I was so happy with the result and excited that my idea was turning out so well that I decided to order another stamp for the RSVP card and one for our return address to keep our invitations consistent in style. I designed the stamps and sent them to be made at Thomas Rubber Stamps again. The RSVP stamp was 4″ x 3.5″ for $29 and the return address stamp was 1.75″ x 1″ for $14 (I still use this stamp for all of our outgoing mail!).
After I finished stamping all of the invitations and RSVP cards, I took them to Kinkos and cut them on their free paper cutters. This was pretty easy since I had my pre-measured pencil lines on all of the sheets.
Once finished cutting, I bought some natural and bright white colored invitation envelopes at Kay’s Hallmark for $.40 each (they sell them as singles). I also decided that the invitations needed something more FUN, I wanted them simple but they were a little too simple. I ordered some extra large pink and navy (our wedding colors) tissue confetti on Etsy for $7. This did the trick and gave the invitations just what they needed (along with a small dab of glitter rubbed on each invitation).

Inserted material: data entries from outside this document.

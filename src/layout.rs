//! Mapping from source files to generated artifacts.
//!
//! Every source unit has a stable location in the output tree, derived from its
//! path below the source directory. Files outside the source directory (for
//! example under `node_modules`) are placed by their path below the project
//! root, with `node_modules` renamed to `npm`.
//!
//! ```text
//! src/components/header.vue   ->  /components/header.wxml   (export components_header)
//! src/pages/a/index.vue       ->  /pages/a/index.wxml        (export pages_a_index)
//! src/pages/a/index.vue       ->  pages/a/index.wxs          (module indexFilters)
//! ```

use std::path::{Path, PathBuf};

use heck::{ToKebabCase, ToLowerCamelCase};

use crate::config::{BuildConfig, Platform};
use crate::constants::FILTER_MODULE_SUFFIX;
use crate::store::ComponentTarget;
use crate::utils::fs::{normalize_path, to_slash};

/// Location and module name of a filter module.
#[derive(Debug, Clone, PartialEq, Eq)]
pub struct FilterOutput {
    /// Path of the module relative to the output root
    pub file_path: PathBuf,
    /// Module name used to import it
    pub module_name: String,
}

/// Normalize a component usage name the way templates reference it (kebab-case).
///
/// ```rust
/// use mpdeps::layout::normalize_component_name;
///
/// assert_eq!(normalize_component_name("HeaderBar"), "header-bar");
/// assert_eq!(normalize_component_name("header-bar"), "header-bar");
/// ```
pub fn normalize_component_name(name: &str) -> String {
    name.to_kebab_case()
}

/// Markup of a page entry: imports its root component and instantiates it
/// with the page data.
pub fn page_markup(root: &ComponentTarget) -> String {
    format!("<import src=\"{}\" />\n{}", root.target_path, page_instance(root))
}

/// Instantiation of a page's root template with the page data, for markup
/// that already defines the template.
pub fn page_instance(root: &ComponentTarget) -> String {
    format!("<template is=\"{}\" data=\"{{{{ ...$root['0'], $root }}}}\"/>\n", root.export_name)
}

/// Derives output locations from source paths for one build configuration.
#[derive(Debug, Clone)]
pub struct OutputLayout {
    project_root: PathBuf,
    source_root: PathBuf,
    platform: Platform,
}

impl OutputLayout {
    /// Build the layout for a configuration whose paths are already absolute.
    pub fn new(config: &BuildConfig) -> Self {
        Self {
            project_root: config.project_root.clone(),
            source_root: config.source_dir.clone(),
            platform: config.platform,
        }
    }

    /// Target platform.
    pub const fn platform(&self) -> Platform {
        self.platform
    }

    /// Output-relative location of `source`, without extension.
    fn output_stem(&self, source: &Path) -> PathBuf {
        let source = normalize_path(source);
        let relative = if let Ok(rel) = source.strip_prefix(&self.source_root) {
            rel.to_path_buf()
        } else if let Ok(rel) = source.strip_prefix(&self.project_root) {
            rel.components()
                .map(|c| {
                    let part = c.as_os_str();
                    if part == "node_modules" { "npm".into() } else { part.to_os_string() }
                })
                .collect()
        } else {
            PathBuf::from("external").join(source.file_name().unwrap_or_default())
        };

        let stem = relative.file_stem().map(|s| s.to_os_string()).unwrap_or_default();
        relative.with_file_name(stem)
    }

    fn with_ext(stem: &Path, ext: &str) -> PathBuf {
        let name = stem.file_name().map(|n| n.to_string_lossy().into_owned()).unwrap_or_default();
        stem.with_file_name(format!("{name}.{ext}"))
    }

    /// Output-relative path of the markup generated for `source`.
    pub fn markup_output(&self, source: &Path) -> PathBuf {
        Self::with_ext(&self.output_stem(source), self.platform.file_ext().template)
    }

    /// Name of the template exported by the markup of `source`.
    ///
    /// Built from the kebab-cased path segments joined with `_`, so it is unique
    /// per output location.
    pub fn export_name(&self, source: &Path) -> String {
        self.output_stem(source)
            .components()
            .map(|c| c.as_os_str().to_string_lossy().to_kebab_case())
            .filter(|s| !s.is_empty())
            .collect::<Vec<_>>()
            .join("_")
    }

    /// Where a component implemented by `source` is imported from.
    pub fn component_target(&self, source: &Path) -> ComponentTarget {
        ComponentTarget {
            target_path: format!("/{}", to_slash(&self.markup_output(source))),
            export_name: self.export_name(source),
        }
    }

    /// Location and module name of the filter module generated for `source`.
    pub fn filter_output(&self, source: &Path) -> FilterOutput {
        let stem = self.output_stem(source);
        let base = stem.file_name().map(|n| n.to_string_lossy().to_lower_camel_case()).unwrap_or_default();
        FilterOutput {
            file_path: Self::with_ext(&stem, self.platform.file_ext().filter),
            module_name: format!("{base}{FILTER_MODULE_SUFFIX}"),
        }
    }
}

The last thing I needed was paper clips to clip the RSVP card and invitation together, so I bought two boxes of regal paper clips from office max . These worked perfect and tied everything together as a whole.
In the end, 180 invitations cost me a total of:
- Paper – FREE
- Stamps – $83
- Ink – $12
- Cutting – FREE
- Envelopes – $72
- Confetti – $7
- Paper Clips – $5
Total – $179
This equals out to about $1 per invitation set, which is an awesome price for an amazing quality substantial paper stock and a well designed unique invitation that looked professional. Most people pay around $4-$12 dollars for invitation sets with similar paper/design quality. Our invitations got a ton of compliments and we are very proud of them!